Despite government-wide efforts, women still lag in financial literacy. In the same World Bank report mentioned earlier, evidence suggests that financial capability is strongly related to accessibility, to financial services, and business opportunities. In such cases, countries such as Colombia use technology to provide useful financial information that helps women have better tools to administer their finances.
Safety and financial inclusion for women
There’s strong statistical correlation between financial inequality and violence against women. A 2021 working paper published by the World Bankfound that the gender wage gap directly influences intimate partner violence in Brazil, for instance. According to such a report, “findings suggest that an improvement in the gender wage ratio among women in urban settings is mainly associated with a reduction in homicides.”
The study indicated that a decrease in the gender wage ratio is associated with a reduction of the most severe reports of violence, too. That wasn’t the case in preventing less severe forms of violence, however. In the latter, results could go either way: in some districts, police reports went down whereas, in others, they increased. These findings also suggested that public policies aimed at protecting women should include chapters in financial inclusion and economic security.
A joint effort
According to a Gallup survey, women consistently feel more insecure than men. Although the report talks about insecurity in very broad terms, many international organizations agree that ensuring financial security becomes a powerful step towards women’s safety. Therefore, facilitating access to a digital bank account, for instance, becomes of uttermost importance.

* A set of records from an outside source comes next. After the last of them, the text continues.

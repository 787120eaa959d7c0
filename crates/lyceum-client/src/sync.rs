//! Fetch, replace, render.
//!
//! Every refresh takes a ticket when it starts. The store only accepts a
//! snapshot whose ticket is newer than the one it holds, so a slow response
//! can never overwrite the result of a later refresh.

use std::sync::atomic::{AtomicU64, Ordering};
use std::sync::Arc;
use std::time::Duration;

use tokio::sync::RwLock;
use tokio::task::JoinHandle;
use tracing::{debug, info, warn};

use lyceum_net::SchoolApi;
use lyceum_shared::protocol::Message;
use lyceum_shared::types::{MessageId, UserId};
use lyceum_store::{group_conversations, merge_thread, Conversation, ConversationStore, Snapshot};

use crate::error::Result;
use crate::events::{UiEvent, UiEvents};
use crate::view::{render, InboxView};

pub struct SyncEngine {
    api: Arc<dyn SchoolApi>,
    store: RwLock<ConversationStore>,
    events: UiEvents,
    last_ticket: AtomicU64,
}

impl SyncEngine {
    pub fn new(api: Arc<dyn SchoolApi>, events: UiEvents) -> Self {
        Self {
            api,
            store: RwLock::new(ConversationStore::new()),
            events,
            last_ticket: AtomicU64::new(0),
        }
    }

    fn next_ticket(&self) -> u64 {
        self.last_ticket.fetch_add(1, Ordering::SeqCst) + 1
    }

    /// Fetch inbox and notifications for `user_id` and replace the store.
    ///
    /// On failure the store and the last published view are left as they
    /// were.
    pub async fn refresh(&self, user_id: UserId) -> Result<()> {
        let ticket = self.next_ticket();
        debug!(ticket, user_id = %user_id, "Refresh started");

        let fetched = futures::try_join!(self.api.inbox(user_id), self.api.notifications(user_id));
        let (inbox, notifications) = match fetched {
            Ok(data) => data,
            Err(e) => {
                warn!(ticket, user_id = %user_id, error = %e, "Refresh failed, keeping last state");
                return Err(e.into());
            }
        };

        self.apply(
            ticket,
            user_id,
            Snapshot {
                inbox,
                notifications,
            },
        )
        .await;
        Ok(())
    }

    /// Apply a fetched snapshot and publish the new view. Returns `false`
    /// when the snapshot was stale and discarded.
    async fn apply(&self, ticket: u64, user_id: UserId, snapshot: Snapshot) -> bool {
        let mut store = self.store.write().await;
        if !store.replace_if_newer(ticket, user_id, snapshot) {
            return false;
        }

        let view = render(&store);
        info!(
            ticket,
            conversations = view.conversations.len(),
            notifications = view.notifications.len(),
            unread = store.notifications().unread_count(),
            "Inbox refreshed"
        );
        // Published under the lock so views reach the UI in ticket order.
        self.events.emit(UiEvent::Rendered { view });
        true
    }

    /// Render the current store contents.
    pub async fn view(&self) -> InboxView {
        render(&*self.store.read().await)
    }

    /// Unread count of the last applied snapshot.
    pub async fn unread_count(&self) -> usize {
        self.store.read().await.notifications().unread_count()
    }

    pub fn store(&self) -> &RwLock<ConversationStore> {
        &self.store
    }

    /// Messages sent by `me`, grouped by receiver. Does not touch the store.
    pub async fn sent(&self, me: UserId) -> Result<Vec<Conversation>> {
        let outbox = self.api.outbox(me).await?;
        debug!(user_id = %me, count = outbox.len(), "Fetched outbox");
        Ok(group_conversations(me, &outbox))
    }

    /// Both directions of the exchange between `me` and `counterpart`.
    pub async fn thread(&self, me: UserId, counterpart: UserId) -> Result<Conversation> {
        let (outgoing, incoming) = futures::try_join!(
            self.api.thread(me, counterpart),
            self.api.thread(counterpart, me)
        )?;
        Ok(merge_thread(me, counterpart, &outgoing, &incoming))
    }

    pub async fn message(&self, id: MessageId) -> Result<Message> {
        Ok(self.api.message(id).await?)
    }

    /// Refresh `user_id` every `every` until the returned task is aborted.
    /// The first refresh happens one full interval after the call.
    pub fn spawn_polling(self: &Arc<Self>, user_id: UserId, every: Duration) -> JoinHandle<()> {
        let engine = Arc::clone(self);
        tokio::spawn(async move {
            let mut interval = tokio::time::interval_at(tokio::time::Instant::now() + every, every);
            interval.set_missed_tick_behavior(tokio::time::MissedTickBehavior::Delay);
            loop {
                interval.tick().await;
                if let Err(e) = engine.refresh(user_id).await {
                    debug!(error = %e, "Background refresh failed");
                }
            }
        })
    }
}

#[cfg(test)]
mod tests {
    use super::*;
    use crate::error::ClientError;
    use crate::testing::{at, msg, FakeSchool};

    fn engine(fake: &Arc<FakeSchool>) -> (Arc<SyncEngine>, crate::events::EventReceiver) {
        let (events, rx) = UiEvents::channel(Duration::from_millis(10));
        (Arc::new(SyncEngine::new(fake.clone(), events)), rx)
    }

    #[tokio::test]
    async fn test_refresh_groups_inbox() {
        let fake = Arc::new(FakeSchool::with_inbox());
        let (sync, mut rx) = engine(&fake);

        sync.refresh(UserId(42)).await.unwrap();

        let view = sync.view().await;
        assert_eq!(view.conversations.len(), 2);
        let sizes: Vec<(i64, usize)> = view
            .conversations
            .iter()
            .map(|c| (c.counterpart_id.0, c.messages.len()))
            .collect();
        assert_eq!(sizes, vec![(7, 3), (9, 2)]);

        let ids: Vec<i64> = view.conversations[0].messages.iter().map(|m| m.id.0).collect();
        assert_eq!(ids, vec![1, 3, 5]);
        assert_eq!(view.badge, Some(1));

        assert_eq!(rx.recv().await, Some(UiEvent::Rendered { view }));
    }

    #[tokio::test]
    async fn test_consecutive_refreshes_render_identically() {
        let fake = Arc::new(FakeSchool::with_inbox());
        let (sync, mut rx) = engine(&fake);

        sync.refresh(UserId(42)).await.unwrap();
        sync.refresh(UserId(42)).await.unwrap();

        let first = rx.recv().await.unwrap();
        let second = rx.recv().await.unwrap();
        assert_eq!(first, second);
        assert_eq!(fake.count("inbox 42"), 2);
        assert_eq!(fake.count("notifications 42"), 2);
    }

    #[tokio::test]
    async fn test_failed_refresh_keeps_last_state() {
        let fake = Arc::new(FakeSchool::with_inbox());
        let (sync, mut rx) = engine(&fake);

        sync.refresh(UserId(42)).await.unwrap();
        let before = sync.view().await;
        let _ = rx.recv().await;

        fake.fail_sync.store(true, Ordering::SeqCst);
        fake.messages.lock().unwrap().clear();
        let err = sync.refresh(UserId(42)).await.unwrap_err();

        assert!(matches!(err, ClientError::Api(_)));
        assert_eq!(sync.view().await, before);
        assert!(rx.try_recv().is_err());
    }

    #[tokio::test]
    async fn test_stale_snapshot_discarded() {
        let fake = Arc::new(FakeSchool::new());
        let (sync, mut rx) = engine(&fake);

        let older = sync.next_ticket();
        let newer = sync.next_ticket();

        let fresh = Snapshot {
            inbox: vec![msg(2, 9, 42, at(2, 9))],
            notifications: vec![],
        };
        let stale = Snapshot {
            inbox: vec![msg(1, 7, 42, at(1, 9))],
            notifications: vec![],
        };

        assert!(sync.apply(newer, UserId(42), fresh).await);
        assert!(!sync.apply(older, UserId(42), stale).await);

        let view = sync.view().await;
        assert_eq!(view.conversations.len(), 1);
        assert_eq!(view.conversations[0].counterpart_id, UserId(9));

        // only the applied snapshot was published
        assert!(matches!(rx.recv().await, Some(UiEvent::Rendered { .. })));
        assert!(rx.try_recv().is_err());
    }

    #[tokio::test]
    async fn test_thread_merges_both_directions() {
        let fake = Arc::new(FakeSchool::with_inbox());
        fake.messages
            .lock()
            .unwrap()
            .push(msg(10, 42, 7, at(2, 12)));
        let (sync, _rx) = engine(&fake);

        let thread = sync.thread(UserId(42), UserId(7)).await.unwrap();
        let ids: Vec<i64> = thread.messages.iter().map(|m| m.id.0).collect();
        assert_eq!(ids, vec![1, 3, 10, 5]);
        assert_eq!(fake.count("thread"), 2);
    }

    #[tokio::test]
    async fn test_sent_groups_by_receiver() {
        let fake = Arc::new(FakeSchool::new());
        *fake.messages.lock().unwrap() = vec![
            msg(1, 42, 7, at(1, 9)),
            msg(2, 42, 9, at(1, 10)),
            msg(3, 42, 7, at(1, 11)),
        ];
        let (sync, _rx) = engine(&fake);

        let sent = sync.sent(UserId(42)).await.unwrap();
        assert_eq!(sent.len(), 2);
        assert_eq!(sent[0].counterpart_id, UserId(7));
        assert_eq!(sent[0].len(), 2);
        // outbox does not replace the inbox snapshot
        assert!(!sync.store().read().await.is_loaded());
    }

    #[tokio::test]
    async fn test_polling_refreshes() {
        let fake = Arc::new(FakeSchool::with_inbox());
        let (sync, mut rx) = engine(&fake);

        let handle = sync.spawn_polling(UserId(42), Duration::from_millis(10));
        let event = tokio::time::timeout(Duration::from_secs(2), rx.recv())
            .await
            .unwrap();
        handle.abort();

        assert!(matches!(event, Some(UiEvent::Rendered { .. })));
        assert!(fake.count("inbox 42") >= 1);
    }
}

Grants and incentives targeted at bridging the gender gap should consider the digital and financial divide. A recent example is the United Nation’s Joint Programme on Universal Social Protection, which has considered the implementation of a Universal Basic Income for women in the East Caribbean. Several studies noted that women designated as beneficiaries in these programs are less likely to own a bank account, let alone a digital one.
Solutions should be comprehensive. Achieving gender equality won’t benefit from one or two isolated efforts. This will occur through a series of measures that aim at ensuring better access to different services.